About this exercise
Could every entry be set down once more, exactly as given?
Top of Records provided
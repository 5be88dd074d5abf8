use std::path::PathBuf;

use anyhow::{bail, Context};
use clap::{Parser, Subcommand};
use tracing::{info, warn};

use codemeta_sync::app::SyncUseCase;
use codemeta_sync::config::Config;
use codemeta_sync::extract::EntityExtractor;
use codemeta_sync::graph::jsonld;
use codemeta_sync::observability::logging;
use codemeta_sync::store::http::HttpCatalog;
use codemeta_sync::store::in_memory::InMemoryCatalog;
use codemeta_sync::store::CatalogStore;

#[derive(Parser)]
#[command(name = "codemeta-sync")]
#[command(about = "Reconciles codemeta software descriptions into a marketplace catalog")]
#[command(version = "0.1.0")]
struct Cli {
    /// Path to the configuration file (default: codemeta-sync.toml if present)
    #[arg(long, global = true)]
    config: Option<PathBuf>,

    #[command(subcommand)]
    command: Commands,
}

#[derive(Subcommand)]
enum Commands {
    /// Extract draft entries from input documents and print them as JSON,
    /// without touching the remote catalog
    Extract {
        /// Input files (JSON-LD codemeta)
        files: Vec<PathBuf>,
        /// Pretty-print the output
        #[arg(long)]
        pretty: bool,
    },
    /// Reconcile input documents against the remote catalog
    Reconcile {
        /// Input files (JSON-LD codemeta)
        files: Vec<PathBuf>,
        /// Run against an in-memory catalog instead of the remote store
        #[arg(long)]
        dry_run: bool,
        /// Update remote records even when the upstream timestamp is not newer
        #[arg(long)]
        force: bool,
        /// Base URL of the catalog API
        #[arg(long)]
        base_url: Option<String>,
        /// Pre-issued bearer token (overrides credentials)
        #[arg(long)]
        token: Option<String>,
        /// Label of the source catalog this run writes on behalf of
        #[arg(long)]
        source_label: Option<String>,
        /// URL of the source catalog
        #[arg(long)]
        source_url: Option<String>,
        /// Skip entities without a review at or above this rating
        #[arg(long)]
        min_rating: Option<f32>,
        /// Drop unresolvable license properties instead of aborting
        #[arg(long)]
        ignore_unmappable_licenses: bool,
        /// Skip entities whose license fails SPDX normalization
        #[arg(long)]
        strict: bool,
    },
}

#[tokio::main]
async fn main() -> anyhow::Result<()> {
    dotenv::dotenv().ok();
    logging::init_logging();

    let cli = Cli::parse();
    let config_path = cli.config.as_deref();

    match cli.command {
        Commands::Extract { files, pretty } => {
            let config = Config::load(config_path)?;
            if files.is_empty() {
                bail!("no input files given");
            }
            for file in &files {
                let graph = jsonld::load_file(file)
                    .with_context(|| format!("failed to load {}", file.display()))?;
                let extractor = EntityExtractor::new(&graph, &config);
                for resource in extractor.software_entities() {
                    match extractor.extract(&resource)? {
                        codemeta_sync::extract::Extraction::Draft(draft) => {
                            let json = if pretty {
                                serde_json::to_string_pretty(&draft)?
                            } else {
                                serde_json::to_string(&draft)?
                            };
                            println!("{json}");
                        }
                        codemeta_sync::extract::Extraction::Filtered { resource, reason } => {
                            warn!(resource = resource.as_str(), reason = reason.as_str(), "entity filtered");
                        }
                    }
                }
            }
            Ok(())
        }
        Commands::Reconcile {
            files,
            dry_run,
            force,
            base_url,
            token,
            source_label,
            source_url,
            min_rating,
            ignore_unmappable_licenses,
            strict,
        } => {
            let mut config = Config::load(config_path)?;
            if let Some(v) = base_url {
                config.base_url = v;
            }
            if let Some(v) = token {
                config.token = Some(v);
            }
            if let Some(v) = source_label {
                config.source.label = v;
            }
            if let Some(v) = source_url {
                config.source.url = v;
            }
            if let Some(v) = min_rating {
                config.min_review_rating = Some(v);
            }
            config.force_update |= force;
            config.ignore_unmappable_licenses |= ignore_unmappable_licenses;
            config.strict |= strict;

            if files.is_empty() {
                bail!("no input files given");
            }
            config.require_source()?;

            let store: Box<dyn CatalogStore> = if dry_run {
                info!("dry run: using in-memory catalog");
                Box::new(InMemoryCatalog::permissive())
            } else if let Some(token) = &config.token {
                Box::new(HttpCatalog::with_token(&config.base_url, token))
            } else if let (Some(username), Some(password)) = (&config.username, &config.password) {
                Box::new(HttpCatalog::sign_in(&config.base_url, username, password).await?)
            } else {
                bail!("no credentials: set a token or username and password");
            };

            let use_case = SyncUseCase::new(store.as_ref(), &config);
            let summary = use_case.run(&files).await?;

            println!("\n📊 Reconciliation results:");
            println!("   Total entities: {}", summary.total);
            println!("   Created:  {}", summary.created);
            println!("   Updated:  {}", summary.updated);
            println!("   Skipped:  {}", summary.skipped);
            println!("   Rejected: {}", summary.rejected);
            println!("   Errors:   {}", summary.errors.len());
            println!(
                "   Duration: {}s",
                (summary.finished_at - summary.started_at).num_seconds()
            );

            if !summary.errors.is_empty() {
                warn!("{} entities failed during the run", summary.errors.len());
                println!("\n⚠️  Entities that failed:");
                for error in &summary.errors {
                    println!("   - {error}");
                }
            }
            Ok(())
        }
    }
}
Bottom of Records provided
Answer area
repository 5be88dd074d5abf8
use std::path::PathBuf;

use anyhow::{bail, Context};
use clap::{Parser, Subcommand};
use tracing::{info, warn};

use codemeta_sync::app::SyncUseCase;
use codemeta_sync::config::Config;
use codemeta_sync::extract::EntityExtractor;
use codemeta_sync::graph::jsonld;
use codemeta_sync::observability::logging;
use codemeta_sync::store::http::HttpCatalog;
use codemeta_sync::store::in_memory::InMemoryCatalog;
use codemeta_sync::store::CatalogStore;

#[derive(Parser)]
#[command(name = "codemeta-sync")]
#[command(about = "Reconciles codemeta software descriptions into a marketplace catalog")]
#[command(version = "0.1.0")]
struct Cli {
    /// Path to the configuration file (default: codemeta-sync.toml if present)
    #[arg(long, global = true)]
    config: Option<PathBuf>,

    #[command(subcommand)]
    command: Commands,
}

#[derive(Subcommand)]
enum Commands {
    /// Extract draft entries from input documents and print them as JSON,
    /// without touching the remote catalog
    Extract {
        /// Input files (JSON-LD codemeta)
        files: Vec<PathBuf>,
        /// Pretty-print the output
        #[arg(long)]
        pretty: bool,
    },
    /// Reconcile input documents against the remote catalog
    Reconcile {
        /// Input files (JSON-LD codemeta)
        files: Vec<PathBuf>,
        /// Run against an in-memory catalog instead of the remote store
        #[arg(long)]
        dry_run: bool,
        /// Update remote records even when the upstream timestamp is not newer
        #[arg(long)]
        force: bool,
        /// Base URL of the catalog API
        #[arg(long)]
        base_url: Option<String>,
        /// Pre-issued bearer token (overrides credentials)
        #[arg(long)]
        token: Option<String>,
        /// Label of the source catalog this run writes on behalf of
        #[arg(long)]
        source_label: Option<String>,
        /// URL of the source catalog
        #[arg(long)]
        source_url: Option<String>,
        /// Skip entities without a review at or above this rating
        #[arg(long)]
        min_rating: Option<f32>,
        /// Drop unresolvable license properties instead of aborting
        #[arg(long)]
        ignore_unmappable_licenses: bool,
        /// Skip entities whose license fails SPDX normalization
        #[arg(long)]
        strict: bool,
    },
}

#[tokio::main]
async fn main() -> anyhow::Result<()> {
    dotenv::dotenv().ok();
    logging::init_logging();

    let cli = Cli::parse();
    let config_path = cli.config.as_deref();

    match cli.command {
        Commands::Extract { files, pretty } => {
            let config = Config::load(config_path)?;
            if files.is_empty() {
                bail!("no input files given");
            }
            for file in &files {
                let graph = jsonld::load_file(file)
                    .with_context(|| format!("failed to load {}", file.display()))?;
                let extractor = EntityExtractor::new(&graph, &config);
                for resource in extractor.software_entities() {
                    match extractor.extract(&resource)? {
                        codemeta_sync::extract::Extraction::Draft(draft) => {
                            let json = if pretty {
                                serde_json::to_string_pretty(&draft)?
                            } else {
                                serde_json::to_string(&draft)?
                            };
                            println!("{json}");
                        }
                        codemeta_sync::extract::Extraction::Filtered { resource, reason } => {
                            warn!(resource = resource.as_str(), reason = reason.as_str(), "entity filtered");
                        }
                    }
                }
            }
            Ok(())
        }
        Commands::Reconcile {
            files,
            dry_run,
            force,
            base_url,
            token,
            source_label,
            source_url,
            min_rating,
            ignore_unmappable_licenses,
            strict,
        } => {
            let mut config = Config::load(config_path)?;
            if let Some(v) = base_url {
                config.base_url = v;
            }
            if let Some(v) = token {
                config.token = Some(v);
            }
            if let Some(v) = source_label {
                config.source.label = v;
            }
            if let Some(v) = source_url {
                config.source.url = v;
            }
            if let Some(v) = min_rating {
                config.min_review_rating = Some(v);
            }
            config.force_update |= force;
            config.ignore_unmappable_licenses |= ignore_unmappable_licenses;
            config.strict |= strict;

            if files.is_empty() {
                bail!("no input files given");
            }
            config.require_source()?;

            let store: Box<dyn CatalogStore> = if dry_run {
                info!("dry run: using in-memory catalog");
                Box::new(InMemoryCatalog::permissive())
            } else if let Some(token) = &config.token {
                Box::new(HttpCatalog::with_token(&config.base_url, token))
            } else if let (Some(username), Some(password)) = (&config.username, &config.password) {
                Box::new(HttpCatalog::sign_in(&config.base_url, username, password).await?)
            } else {
                bail!("no credentials: set a token or username and password");
            };

            let use_case = SyncUseCase::new(store.as_ref(), &config);
            let summary = use_case.run(&files).await?;

            println!("\n📊 Reconciliation results:");
            println!("   Total entities: {}", summary.total);
            println!("   Created:  {}", summary.created);
            println!("   Updated:  {}", summary.updated);
            println!("   Skipped:  {}", summary.skipped);
            println!("   Rejected: {}", summary.rejected);
            println!("   Errors:   {}", summary.errors.len());
            println!(
                "   Duration: {}s",
                (summary.finished_at - summary.started_at).num_seconds()
            );

            if !summary.errors.is_empty() {
                warn!("{} entities failed during the run", summary.errors.len());
                println!("\n⚠️  Entities that failed:");
                for error in &summary.errors {
                    println!("   - {error}");
                }
            }
            Ok(())
        }
    }
}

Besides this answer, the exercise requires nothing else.